Cara berpikir inilah yang melahirkan sikap tawadhu’ (rendah hati) dan kasih sayang kepada sesama manusia, terlebih yang beriman. Setiap kali bertemu seseorang lalu melihat kekeliruan dan kesalahannya, mereka pasti berusaha sekuat tenaga untuk membimbing serta mengajari dengan ilmu-ilmu yang mereka miliki.
Namun, saat mereka kembali memeriksa dirinya sendiri, mereka mengetahui sedemikian banyaknya borok yang harus disembuhkan dan diobati. Mereka terus berdakwah dan mengajar, tapi di saat bersamaan tidak jemu-jemunya beristighfar dan bertaubat.

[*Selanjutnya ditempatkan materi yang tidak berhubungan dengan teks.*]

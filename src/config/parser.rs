//! Generic configuration parsing utilities.
//!
//! Settings files and component descriptors are both TOML. This module reads
//! a file and deserializes it into any `DeserializeOwned` type, reporting
//! which file failed and whether reading or parsing was the problem.
//!
//! Example error output:
//! ```text
//! Invalid syntax in /path/to/component.toml
//! Caused by:
//!     invalid type: integer `3`, expected a string
//! ```

use crate::core::ConfigError;
use std::path::Path;

/// Parse a TOML file into the specified type.
///
/// # Examples
///
/// ```rust,no_run
/// use variant_resolve::config::parse_config;
/// use serde::Deserialize;
/// use std::path::Path;
///
/// #[derive(Deserialize)]
/// struct Config {
///     name: String,
/// }
///
/// # fn example() -> anyhow::Result<()> {
/// let config: Config = parse_config(Path::new("settings.toml"))?;
/// println!("Loaded {}", config.name);
/// # Ok(())
/// # }
/// ```
///
/// # Errors
///
/// - [`ConfigError::Io`] if the file cannot be read
/// - [`ConfigError::Parse`] if the content is not valid TOML for `T`
pub fn parse_config<T>(path: &Path) -> Result<T, ConfigError>
where
    T: serde::de::DeserializeOwned,
{
    let content = std::fs::read_to_string(path).map_err(|source| ConfigError::Io {
        path: path.to_path_buf(),
        source,
    })?;

    toml::from_str(&content).map_err(|source| ConfigError::Parse {
        path: path.to_path_buf(),
        source,
    })
}
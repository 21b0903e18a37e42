//! Integration test suite for variant-resolve
//!
//! These tests exercise the public API end to end: component resolve state,
//! the variant cache under concurrency, artifact lookup and selection, and the
//! `variant-resolve` binary.
//!
//! # Running Integration Tests
//!
//! ```bash
//! cargo test --test integration
//! RUST_LOG=variant_cache=debug cargo test --test integration -- --nocapture
//! ```
//!
//! # Test Organization
//!
//! - **aggregation**: candidate universe with and without graph traversal variants
//! - **cli**: the `variant-resolve` binary
//! - **concurrency**: many callers racing for the same variant
//! - **copy**: identity-preserving copies with artifact transforms
//! - **lookup**: single artifact lookup and NOT_FOUND
//! - **resolve_state**: cache identity and failure handling
//! - **selection**: artifact-set resolution through the default selector
//! - **settings**: settings and descriptor loading

mod aggregation;
mod cli;
mod concurrency;
mod copy;
mod lookup;
mod resolve_state;
mod settings;
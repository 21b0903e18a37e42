//! variant-resolve CLI entry point
//!
//! Parses command-line arguments, runs the selected command and renders
//! failures as user-friendly errors.
//!
//! - `artifacts` - list a variant's artifacts
//! - `lookup` - find one artifact by name
//! - `resolve` - resolve a variant's artifact set
//! - `variants` - show the candidate variants offered to selection

use anyhow::Result;
use clap::Parser;
use variant_resolve::cli;
use variant_resolve::core::user_friendly_error;

fn main() -> Result<()> {
    // Parse CLI arguments
    let cli = cli::Cli::parse();

    // Set up colored output for Windows
    #[cfg(windows)]
    colored::control::set_virtual_terminal(true).ok();

    match cli.execute() {
        Ok(()) => Ok(()),
        Err(e) => {
            // Convert to user-friendly error with context and suggestions
            let error_ctx = user_friendly_error(e);
            error_ctx.display();
            std::process::exit(1);
        }
    }
}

Akhlak generasi Salaf yang agung ini telah banyak ditinggalkan di zaman kita. Sekarang banyak orang yang matanya sangat tajam menyelisik dosa dan kekurangan orang lain, akan tetapi hidungnya gagal mencium aroma kebusukannya sendiri.
Oleh karenanya, Imam Al-Ghazali (Ihya’ Ulumiddin, III/364) menganjurkan kita meraih tawadhu’ dengan cara tidak pernah ‘membesarkan’ diri di hadapan siapa pun.
Yakini bahwa mereka pasti punya kelebihan dibanding kita. Ingat, betapa banyak orang meremehkan Umar bin Khatthab pada masa kafirnya, namun ketika hidayah telah meresap ke hatinya maka derajat seluruh kaum muslimin pun dilampauinya, kecuali Abu Bakar.
Bila melihat orang bodoh, katakan pada diri sendiri, “Ia bermaksiat kepada Allah dengan kebodohannya, sedangkan aku mendurhakai-Nya dengan ilmu. Ia lebih pantas untuk dimaafkan dibanding diriku.”
Bila melihat orang berilmu, katakan pada diri sendiri, “Ia mengetahui apa yang tidak aku ketahui. Bagaimana mungkin aku menyamainya?”
Bila melihat penganut bid’ah atau kafir, katakan pada diri sendiri, “Aku tidak tahu bahwa boleh jadi ia diakhiri kehidupannya dengan masuk Islam sedangkan aku justru diakhiri seperti keadaannya saat ini.”
Tentu saja, kita tidak boleh meridhai keburukan dan maksiat yang dilakukan siapa pun. Kita harus menguatkan diri untuk beramar ma’ruf nahi munkar, dengan memenuhi adab dan tatacaranya.
Hanya saja, tawadhu’ akan membimbing kita menuju sikap khawatir dan takut jika tertimpa keburukan, sehingga kita selalu waspada, tidak henti-hentinya memperbaiki diri, dan terjauh dari kelalaian.
Dengan tawadhu’ itu pulalah derajat generasi Salaf ditinggikan oleh Allah.
Rasulullah bersabda:
“Sedekah tidak akan mengurangi harta. Dengan memaafkan, Allah tidak menambahkan kepada seseorang selain kehormatan/kemuliaan. Dan, tidak seorang pun yang bersikap tawadhu’ karena Allah melainkan akan diangkat derajatnya oleh Allah.” (Riwayat Muslim, dari Abu Hurairah). Wallahu a’lam.